Singapore’s Keppel Offshore & Marine has said that converted FLNG vessels save approximately 33% of greenhouse gas (GHG) emissions compared to an FLNG new build, citing a study by environmental consultants, Environmental Resources Management (ERM).
Commissioned by Keppel O&M, the study by ERM assesses the converted and new build FLNG across three stages of the project life cycle, namely the end of life of the LNG tanker, repurposing or shipbuilding of the FLNG, and maintenance of the FLNG.
Keppel says that the study assessed the converted FLNG Hilli Episeyo and a new build FLNG of a comparable design and specification, concluding that the converted FLNG saves a total of 63,343 tons of GHG emissions. This is equivalent to taking around 13,500 cars off the road for a year.

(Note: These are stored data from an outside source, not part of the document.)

//! HDMI transmitter bring-up.
//!
//! ```text
//! PoweredDown -> PoweringUp -> AwaitingEdid -> Ready
//!                                          \-> Timeout
//! ```
//!
//! Bring-up writes a fixed, ordered register sequence and then polls the interrupt status
//! register for EDID completion. Running out of polls is not an error: the sink may still be
//! present, presence is always read from the hot-plug-detect bit.
//!
//! Bring-up and hot-plug evaluation are serialized by the PHY's own lock. They run in the
//! deferred worker (or at attach) and never under the device lock.

use alloc::sync::Arc;
use core::sync::atomic::{AtomicBool, Ordering};

use spin::Mutex;

use crate::{
    error::{FadError, FadResult},
    hal::{I2cBus, Notification, Platform},
};

pub const REG_POWER: u8 = 0x41;
pub const REG_HPD_STATE: u8 = 0x42;
pub const REG_INPUT_FMT: u8 = 0x15;
pub const REG_INPUT_TYPE: u8 = 0x16;
pub const REG_INPUT_SELECT: u8 = 0x17;
pub const REG_IRQ: u8 = 0x96;
pub const REG_TMDS_TRANSC: u8 = 0xA1;
pub const REG_MODE: u8 = 0xAF;
pub const REG_CLK_DELAY: u8 = 0xBA;
pub const REG_DDR: u8 = 0xD0;
pub const REG_TMDS_CODING: u8 = 0xD6;
pub const REG_MUX: u8 = 0xE0;

/// Hot-plug detect, in [REG_HPD_STATE].
pub const HPD_BIT: u8 = 0x40;
/// EDID read complete, in [REG_IRQ].
pub const IRQ_EDID_READY: u8 = 0x04;

/// Power-up register writes, in the order the transmitter requires.
pub const BRINGUP_SEQUENCE: [(u8, u8); 16] = [
    (REG_TMDS_TRANSC, 0x3C), // transceivers off
    (REG_POWER, 0x10),
    (0x98, 0x03),
    (0x9C, 0x38),
    (0x9D, 0x61),
    (0xA2, 0x94),
    (0xA3, 0x94),
    (REG_CLK_DELAY, 0x70),
    (0xDE, 0x88),
    (REG_INPUT_FMT, 0x0A),
    (REG_INPUT_TYPE, 0x02),
    (REG_INPUT_SELECT, 0x00),
    (REG_DDR, 0x3C),
    (REG_TMDS_CODING, 0x10),
    (REG_MUX, 0x08),
    (REG_MODE, 0x14),
];

#[derive(Debug, Clone, Copy, PartialEq, Eq)]
pub enum HdmiState {
    PoweredDown,
    PoweringUp,
    AwaitingEdid,
    Ready,
    /// EDID never completed; the link may still work.
    Timeout,
}

pub struct HdmiPhy {
    bus: Arc<dyn I2cBus>,
    addr: u8,
    poll_interval_ms: u32,
    poll_retries: u32,
    state: Mutex<HdmiState>,
    connected: AtomicBool,
    bringup: Mutex<()>,
}

impl HdmiPhy {
    pub fn new(bus: Arc<dyn I2cBus>, addr: u8, poll_interval_ms: u32, poll_retries: u32) -> HdmiPhy {
        HdmiPhy {
            bus,
            addr,
            poll_interval_ms,
            poll_retries,
            state: Mutex::new(HdmiState::PoweredDown),
            connected: AtomicBool::new(false),
            bringup: Mutex::new(()),
        }
    }

    fn read(&self, reg: u8) -> FadResult<u8> {
        let mut val = [0u8];
        self.bus.write_read(self.addr, &[reg], &mut val).map_err(|err| {
            log::error!("hdmi read of {:#04x} failed: {:?}", reg, err);
            FadError::HardwareError
        })?;
        Ok(val[0])
    }

    fn write(&self, reg: u8, val: u8) -> FadResult<()> {
        self.bus.write(self.addr, &[reg, val]).map_err(|err| {
            log::error!("hdmi write of {:#04x} failed: {:?}", reg, err);
            FadError::HardwareError
        })
    }

    fn set_state(&self, state: HdmiState) {
        debug_ex!(target: "fad::hdmi", "hdmi state -> {:?}", state);
        *self.state.lock() = state;
    }

    pub fn state(&self) -> HdmiState {
        *self.state.lock()
    }

    /// Last connection state seen by hot-plug evaluation.
    pub fn connected(&self) -> bool {
        self.connected.load(Ordering::Acquire)
    }

    /// Sink presence from the hot-plug-detect bit.
    pub fn is_present(&self) -> FadResult<bool> {
        Ok(self.read(REG_HPD_STATE)? & HPD_BIT != 0)
    }

    /// Run the power-up sequence and wait for EDID. Returns `Ready` or `Timeout`.
    pub fn bring_up(&self, platform: &dyn Platform) -> FadResult<HdmiState> {
        let _guard = self.bringup.lock();
        self.bring_up_locked(platform)
    }

    fn bring_up_locked(&self, platform: &dyn Platform) -> FadResult<HdmiState> {
        self.set_state(HdmiState::PoweringUp);
        for (reg, val) in BRINGUP_SEQUENCE {
            if let Err(err) = self.write(reg, val) {
                self.set_state(HdmiState::PoweredDown);
                return Err(err);
            }
        }

        self.set_state(HdmiState::AwaitingEdid);
        for poll in 1..=self.poll_retries {
            let irq = match self.read(REG_IRQ) {
                Ok(irq) => irq,
                Err(err) => {
                    self.set_state(HdmiState::PoweredDown);
                    return Err(err);
                }
            };
            if irq & IRQ_EDID_READY != 0 {
                log::info!("hdmi ready after {} polls", poll);
                self.set_state(HdmiState::Ready);
                return Ok(HdmiState::Ready);
            }
            if poll < self.poll_retries {
                platform.sleep_ms(self.poll_interval_ms);
            }
        }
        log::warn!("hdmi EDID not read after {} polls", self.poll_retries);
        self.set_state(HdmiState::Timeout);
        Ok(HdmiState::Timeout)
    }

    /// Evaluate a hot-plug interrupt. Returns the new connection state if it changed.
    ///
    /// The PHY interrupt status is acknowledged by writing it back before anything else.
    pub fn on_hotplug(&self, platform: &dyn Platform) -> FadResult<Option<bool>> {
        let _guard = self.bringup.lock();
        let irq = self.read(REG_IRQ)?;
        self.write(REG_IRQ, irq)?;

        let connected = self.read(REG_HPD_STATE)? & HPD_BIT != 0;
        if connected == self.connected.load(Ordering::Acquire) {
            return Ok(None);
        }
        if connected {
            self.bring_up_locked(platform)?;
        } else {
            self.set_state(HdmiState::PoweredDown);
        }
        self.connected.store(connected, Ordering::Release);
        log::info!("hdmi {}", if connected { "connected" } else { "disconnected" });
        platform.notify(Notification::HdmiChanged { connected });
        Ok(Some(connected))
    }
}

The FLNG Hilli Episeyo – the world’s first converted FLNG – in operation offshore Cameroon, was built using a design and execution model jointly engineered by Keppel O&M and Golar LNG Limited (Golar).
“The repurposing of LNGCs [Liquefied Natural Gas Carriers] into FLNGs contributes to the circular economy, adding decades to the life of the vessel and recapturing value that would have been lost through disposal, as well as reducing the consumption of materials that would have been needed for a new build. For example, utilization of virgin steel was reduced by 39% in the converted FLNG Hilli Episyeo, contributing significantly to the reduction in GHG emissions,” Keppel Offshore % Marine said.
Chor How Jat, Managing Director (Conversions & Repairs) of Keppel O&M, said, “We are committed to driving cleaner and more sustainable solutions for the offshore, marine and energy industries. As a pioneer of vessel conversions, Keppel O&M promotes a circular economy as well as supports customers in reducing their emissions and achieving significant savings in resource consumption. In comparison to a new build FLNG, a converted FLNG has a smaller carbon footprint, is more cost-effective, and is faster-to-market. Keppel O&M has previously converted several vessels into FSRUs for Golar, and to date, is the only yard trusted by Golar for its FLNG conversion capabilities.”
According to Keppel, the Hilli Episeyo has performed consistently, “providing proof of concept and attesting to the innovative and reliable solution put forth by Keppel O&M and Golar.”
The FLNG has maintained 100% commercial uptime since its delivery in 2017 and recently surpassed its 42nd cargo dispatch, Keppel said.
Keppel O&M is currently undertaking its second FLNG conversion, Gimi, for Golar which is being repurposed for the 20-year BP Greater Tortue Ahmeyim contract offshore West Africa.
Golar CEO: No scrapping
Iain Ross, CEO of Golar LNG, developer, owner, and operator of the FLNG Hilli Episeyo, and of the FLNG Gimi, said: “Golar has long understood the merits of repurposing its fleet of high-quality assets, having repurposed five vessels over the last 13 years with a further 2 currently in the process of being converted.
“The company has never scrapped an asset. The advantages of cost and speed to market have always been well understood and easy to quantify. Golar has consistently believed in the sustainability of this approach too and Keppel’s study now quantifies the environmental advantages of this part of our FLNG business model. Sustainability is integral to Golar’s business strategy and an FLNG conversion solution helps us minimize our carbon and environmental footprint. Use of FLNG also allows our customers to minimize theirs”.
Nat Vanitchyangkul, Asia Pacific Sustainability Lead of ERM shared, “By enabling a second lease of life for vessels, Keppel O&M not only delivers more function from less consumption but also helps its customers to defray the environmental impacts caused during vessel decommissioning. This circular economy initiative should be replicated as a best practice by offering businesses the prospect of delivering more sustainable products, as well as securing bottom-line savings.”
In addition to converting the world’s first FLNG in 2017, Keppel O&M converted the world’s first Floating Production Storage and Offloading vessel (FPSO) in 1981 and the world’s first Floating Storage Regasification Unit (FSRU) in 2008. It has converted 134 production vessels including FPSOs, FLNGs and FSRUs.